(Information given begins)

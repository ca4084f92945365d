// logsift - core/resolver.rs
//
// Maps a base path + serial number to the ordered set of candidate log
// sources, with inclusive date-range filtering parsed from filename tokens.
//
// Failure policy:
//   - A missing/invalid base path is a fatal ResolveError (caller mistake).
//   - A serial with no matching folder yields Ok with an empty set; the
//     caller reports "no logs found" for that serial and continues.
//   - Unreadable archives and traversal failures are collected as warning
//     strings, never errors.

use crate::core::archive;
use crate::core::model::{LogSource, SourceKind};
use crate::util::constants;
use crate::util::error::ResolveError;
use chrono::NaiveDate;
use regex::Regex;
use std::path::Path;
use std::sync::OnceLock;

// =============================================================================
// Date window
// =============================================================================

/// Inclusive date range; either bound may be absent.
#[derive(Debug, Clone, Copy, Default)]
pub struct DateWindow {
    pub from: Option<NaiveDate>,
    pub to: Option<NaiveDate>,
}

impl DateWindow {
    pub fn new(from: Option<NaiveDate>, to: Option<NaiveDate>) -> Self {
        Self { from, to }
    }

    /// A window with no bounds; admits every source, dated or not.
    pub fn unbounded() -> Self {
        Self::default()
    }

    pub fn is_unbounded(&self) -> bool {
        self.from.is_none() && self.to.is_none()
    }

    /// Whether a source with the given parsed date belongs to the window.
    /// Sources with no parseable date are admitted only by an unbounded
    /// window (a date filter must never surface undatable files).
    pub fn admits(&self, date: Option<NaiveDate>) -> bool {
        match date {
            Some(d) => {
                self.from.map_or(true, |from| from <= d) && self.to.map_or(true, |to| d <= to)
            }
            None => self.is_unbounded(),
        }
    }
}

// =============================================================================
// Filename date tokens
// =============================================================================

/// Old logger convention: `Miguel_20251112_T090000_LOG_1.LOG`.
fn compact_date_re() -> &'static Regex {
    static RE: OnceLock<Regex> = OnceLock::new();
    RE.get_or_init(|| Regex::new(r"_(\d{8})_T\d{6}").expect("static regex"))
}

/// FT convention: `2025-11-25_08_05_36_MEA_4711.ZIP`.
fn dashed_date_re() -> &'static Regex {
    static RE: OnceLock<Regex> = OnceLock::new();
    RE.get_or_init(|| {
        Regex::new(r"(\d{4}-\d{2}-\d{2})_\d{2}_\d{2}_\d{2}").expect("static regex")
    })
}

/// Logger folder naming: `ipelog2_82902308`, `IPELOG_82902554`, ...
fn serial_folder_re() -> &'static Regex {
    static RE: OnceLock<Regex> = OnceLock::new();
    RE.get_or_init(|| {
        Regex::new(r"(?i)^(?:ipelog|ipelog2|ipelogger|logger|ipelog3|arcos2)_?(\d+)$")
            .expect("static regex")
    })
}

/// Best-effort date extraction from one file or directory name.
/// Tries the compact token first, then the dashed token; the first token
/// that parses wins. Returns `None` when no token is present or parseable.
pub fn date_from_name(name: &str) -> Option<NaiveDate> {
    for caps in compact_date_re().captures_iter(name) {
        if let Ok(d) = NaiveDate::parse_from_str(&caps[1], "%Y%m%d") {
            return Some(d);
        }
    }
    for caps in dashed_date_re().captures_iter(name) {
        if let Ok(d) = NaiveDate::parse_from_str(&caps[1], "%Y-%m-%d") {
            return Some(d);
        }
    }
    None
}

/// Date for a full path: the filename token wins; otherwise parent
/// components are scanned (readouts are sometimes grouped in dated folders).
pub fn date_for_path(path: &Path) -> Option<NaiveDate> {
    if let Some(name) = path.file_name().and_then(|n| n.to_str()) {
        if let Some(d) = date_from_name(name) {
            return Some(d);
        }
    }
    path.components()
        .rev()
        .skip(1)
        .find_map(|c| c.as_os_str().to_str().and_then(date_from_name))
}

// =============================================================================
// Resolution
// =============================================================================

/// Whether a directory name belongs to the given serial: either a
/// recognised logger-folder prefix with a matching number, or (tolerance
/// rule) any name containing the selector token, case-folded so vehicle
/// name folders match regardless of casing ("VISKAN" vs "viskan").
fn folder_matches_serial(name: &str, serial: &str) -> bool {
    if let Some(caps) = serial_folder_re().captures(name) {
        return &caps[1] == serial;
    }
    name.to_lowercase().contains(&serial.to_lowercase())
}

/// Resolve the ordered set of log sources for one serial under `base`,
/// restricted to `window`. `.LOG` files are always candidates; `.ZIP`
/// archives only when `include_zip` is set, in which case each archive is
/// expanded into its inner `.LOG` entries.
///
/// Returns the sources in deterministic discovery order (folders sorted by
/// name, files sorted within each folder) plus non-fatal warnings.
pub fn resolve(
    base: &Path,
    serial: &str,
    window: &DateWindow,
    include_zip: bool,
) -> Result<(Vec<LogSource>, Vec<String>), ResolveError> {
    let meta = std::fs::metadata(base).map_err(|_| ResolveError::BaseNotFound {
        path: base.to_path_buf(),
    })?;
    if !meta.is_dir() {
        return Err(ResolveError::NotADirectory {
            path: base.to_path_buf(),
        });
    }

    let mut warnings: Vec<String> = Vec::new();

    // Folders at the top level whose name belongs to this serial.
    let mut folders: Vec<std::path::PathBuf> = Vec::new();
    match std::fs::read_dir(base) {
        Ok(entries) => {
            for entry in entries.flatten() {
                let path = entry.path();
                if !path.is_dir() {
                    continue;
                }
                let name = entry.file_name();
                let Some(name) = name.to_str() else { continue };
                if folder_matches_serial(name, serial) {
                    folders.push(path);
                }
            }
        }
        Err(e) => {
            tracing::warn!(base = %base.display(), error = %e, "Cannot list base path");
            return Err(ResolveError::BaseNotFound {
                path: base.to_path_buf(),
            });
        }
    }
    folders.sort();

    if folders.is_empty() {
        tracing::debug!(serial, base = %base.display(), "No logger folder for serial");
        return Ok((Vec::new(), warnings));
    }

    let log_suffix = format!(".{}", constants::LOG_EXTENSION);
    let zip_suffix = format!(".{}", constants::ZIP_EXTENSION);
    let mut sources: Vec<LogSource> = Vec::new();

    for folder in &folders {
        let walker = walkdir::WalkDir::new(folder)
            .max_depth(constants::MAX_SCAN_DEPTH)
            .follow_links(false)
            .sort_by_file_name();

        for entry_result in walker {
            let entry = match entry_result {
                Ok(e) => e,
                Err(e) => {
                    warnings.push(format!("Cannot access entry under '{}': {e}", folder.display()));
                    continue;
                }
            };
            if !entry.file_type().is_file() {
                continue;
            }
            let path = entry.path();
            let Some(name) = path.file_name().and_then(|n| n.to_str()) else {
                continue;
            };
            let upper = name.to_uppercase();

            if upper.ends_with(&log_suffix) {
                let date = date_for_path(path);
                if window.admits(date) {
                    sources.push(LogSource {
                        path: path.to_path_buf(),
                        serial: serial.to_string(),
                        kind: SourceKind::Plain,
                        date,
                    });
                }
            } else if include_zip && upper.ends_with(&zip_suffix) {
                let archive_date = date_for_path(path);
                // Skip opening archives whose own date token already falls
                // outside a bounded window.
                if let Some(d) = archive_date {
                    if !window.admits(Some(d)) {
                        continue;
                    }
                }
                match archive::zip_log_entries(path) {
                    Ok(entries) => {
                        for inner in entries {
                            let date = date_from_name(&inner).or(archive_date);
                            if window.admits(date) {
                                sources.push(LogSource {
                                    path: path.to_path_buf(),
                                    serial: serial.to_string(),
                                    kind: SourceKind::ZipEntry { entry: inner },
                                    date,
                                });
                            }
                        }
                    }
                    Err(e) => {
                        tracing::warn!(archive = %path.display(), error = %e, "Skipping archive");
                        warnings.push(e.to_string());
                    }
                }
            }
        }
    }

    tracing::debug!(
        serial,
        folders = folders.len(),
        sources = sources.len(),
        warnings = warnings.len(),
        "Resolution complete"
    );
    Ok((sources, warnings))
}

// =============================================================================
// Tests
// =============================================================================

#[cfg(test)]
mod tests {
    use super::*;
    use std::fs;

    fn d(s: &str) -> NaiveDate {
        NaiveDate::parse_from_str(s, "%Y-%m-%d").unwrap()
    }

    #[test]
    fn test_compact_date_token() {
        assert_eq!(
            date_from_name("Miguel_20251112_T090000_LOG_1.LOG"),
            Some(d("2025-11-12"))
        );
    }

    #[test]
    fn test_dashed_date_token() {
        assert_eq!(
            date_from_name("2025-11-25_08_05_36_MEA_4711.ZIP"),
            Some(d("2025-11-25"))
        );
    }

    #[test]
    fn test_unparseable_name_has_no_date() {
        assert_eq!(date_from_name("notes.LOG"), None);
        // Token shape present but impossible date.
        assert_eq!(date_from_name("X_20251399_T090000.LOG"), None);
    }

    #[test]
    fn test_date_from_parent_component() {
        let path = Path::new("/base/ipelog2_1/dump_20251112_T090000/session.LOG");
        assert_eq!(date_for_path(path), Some(d("2025-11-12")));
    }

    #[test]
    fn test_window_inclusive_bounds() {
        let w = DateWindow::new(Some(d("2025-11-10")), Some(d("2025-11-12")));
        assert!(w.admits(Some(d("2025-11-10"))));
        assert!(w.admits(Some(d("2025-11-12"))));
        assert!(!w.admits(Some(d("2025-11-13"))));
        assert!(!w.admits(None), "undated excluded by bounded window");

        let half_open = DateWindow::new(Some(d("2025-11-10")), None);
        assert!(half_open.admits(Some(d("2099-01-01"))));
        assert!(!half_open.admits(None));

        assert!(DateWindow::unbounded().admits(None));
    }

    #[test]
    fn test_folder_matching() {
        assert!(folder_matches_serial("ipelog2_82902308", "82902308"));
        assert!(folder_matches_serial("IPELOG_82902554", "82902554"));
        assert!(folder_matches_serial("arcos2_123", "123"));
        // Prefix recognised but number differs: the regex verdict is final.
        assert!(!folder_matches_serial("ipelog2_82902308", "82902"));
        // Unrecognised prefix falls back to the contains rule.
        assert!(folder_matches_serial("backup_82902308_old", "82902308"));
        assert!(!folder_matches_serial("VISKAN", "82902308"));
    }

    #[test]
    fn test_folder_tolerance_rule_is_case_insensitive() {
        assert!(folder_matches_serial("VISKAN", "viskan"));
        assert!(folder_matches_serial("viskan_archive", "VISKAN"));
        assert!(!folder_matches_serial("TORNE", "viskan"));
    }

    #[test]
    fn test_missing_serial_folder_is_empty_not_error() {
        let dir = tempfile::tempdir().unwrap();
        let (sources, warnings) =
            resolve(dir.path(), "99999999", &DateWindow::unbounded(), true).unwrap();
        assert!(sources.is_empty());
        assert!(warnings.is_empty());
    }

    #[test]
    fn test_missing_base_path_is_error() {
        let result = resolve(
            Path::new("/nonexistent/logsift-base"),
            "1",
            &DateWindow::unbounded(),
            true,
        );
        assert!(matches!(result, Err(ResolveError::BaseNotFound { .. })));
    }

    #[test]
    fn test_resolves_log_files_with_date_filter() {
        let dir = tempfile::tempdir().unwrap();
        let folder = dir.path().join("ipelog2_82902554");
        fs::create_dir(&folder).unwrap();
        fs::write(folder.join("Miguel_20251112_T090000_LOG_1.LOG"), "a\n").unwrap();
        fs::write(folder.join("Miguel_20251113_T090000_LOG_1.LOG"), "b\n").unwrap();
        fs::write(folder.join("undated.LOG"), "c\n").unwrap();

        let day = DateWindow::new(Some(d("2025-11-12")), Some(d("2025-11-12")));
        let (sources, _) = resolve(dir.path(), "82902554", &day, false).unwrap();
        assert_eq!(sources.len(), 1);
        assert_eq!(sources[0].file_name(), "Miguel_20251112_T090000_LOG_1.LOG");
        assert_eq!(sources[0].date, Some(d("2025-11-12")));

        // No date filter: all three, including the undated file.
        let (all, _) = resolve(dir.path(), "82902554", &DateWindow::unbounded(), false).unwrap();
        assert_eq!(all.len(), 3);
    }

    #[test]
    fn test_zip_candidates_gated_by_toggle() {
        use std::io::Write;
        use zip::write::SimpleFileOptions;

        let dir = tempfile::tempdir().unwrap();
        let folder = dir.path().join("ipelog2_82902554");
        fs::create_dir(&folder).unwrap();

        let zip_path = folder.join("READOUT_20251112_T090000.ZIP");
        let file = fs::File::create(&zip_path).unwrap();
        let mut writer = zip::ZipWriter::new(file);
        writer
            .start_file("Miguel_20251112_T090000_LOG_1.LOG", SimpleFileOptions::default())
            .unwrap();
        writer.write_all(b"Protocols: CCP match\n").unwrap();
        writer.finish().unwrap();

        let window = DateWindow::unbounded();
        let (without, _) = resolve(dir.path(), "82902554", &window, false).unwrap();
        assert!(without.is_empty(), "zip excluded when toggle is off");

        let (with, _) = resolve(dir.path(), "82902554", &window, true).unwrap();
        assert_eq!(with.len(), 1);
        assert!(matches!(with[0].kind, SourceKind::ZipEntry { .. }));
        assert_eq!(with[0].date, Some(d("2025-11-12")));
    }

    #[test]
    fn test_corrupt_zip_is_warning_not_error() {
        let dir = tempfile::tempdir().unwrap();
        let folder = dir.path().join("ipelog2_1");
        fs::create_dir(&folder).unwrap();
        fs::write(folder.join("bad.ZIP"), b"not a zip").unwrap();

        let (sources, warnings) =
            resolve(dir.path(), "1", &DateWindow::unbounded(), true).unwrap();
        assert!(sources.is_empty());
        assert_eq!(warnings.len(), 1);
    }
}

(Information given ends)

● Exercise
Return all lines of the data in which the string "warnings" appears.

● Exercise solution
/// name, files sorted within each folder) plus non-fatal warnings.
    let mut warnings: Vec<String> = Vec::new();
        return Ok((Vec::new(), warnings));
                    warnings.push(format!("Cannot access entry under '{}': {e}", folder.display()));
                        warnings.push(e.to_string());
        warnings = warnings.len(),
    Ok((sources, warnings))
        let (sources, warnings) =
        assert!(warnings.is_empty());
        let (sources, warnings) =
        assert_eq!(warnings.len(), 1);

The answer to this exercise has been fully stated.